Collected data entries
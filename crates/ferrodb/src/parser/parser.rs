//! SQL Parser implementation.

use super::error::ParseError;
use super::pratt::{infix_binding_power, prefix_binding_power, token_to_binary_op};
use crate::ast::{
    ColumnDef, CreateTableStatement, DeleteStatement, DropTableStatement, Expr, InsertStatement,
    JoinClause, JoinType, Literal, OrderBy, OrderDirection, SelectColumn, SelectStatement,
    Statement, TableRef, UpdateAssignment, UpdateStatement,
};
use crate::lexer::{Keyword, Lexer, Span, Token, TokenKind};
use crate::value::ColumnType;

/// Recursive-descent SQL parser with Pratt expression parsing for
/// predicates.
pub struct Parser<'a> {
    lexer: Lexer<'a>,
    current: Token,
}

*Directions for this task*:
Give back each record above exactly as written.

*Result for this exercise*:
filename crates/ferrodb/src/parser/parser.rs
//! SQL Parser implementation.

use super::error::ParseError;
use super::pratt::{infix_binding_power, prefix_binding_power, token_to_binary_op};
use crate::ast::{
    ColumnDef, CreateTableStatement, DeleteStatement, DropTableStatement, Expr, InsertStatement,
    JoinClause, JoinType, Literal, OrderBy, OrderDirection, SelectColumn, SelectStatement,
    Statement, TableRef, UpdateAssignment, UpdateStatement,
};
use crate::lexer::{Keyword, Lexer, Span, Token, TokenKind};
use crate::value::ColumnType;

/// Recursive-descent SQL parser with Pratt expression parsing for
/// predicates.
pub struct Parser<'a> {
    lexer: Lexer<'a>,
    current: Token,
}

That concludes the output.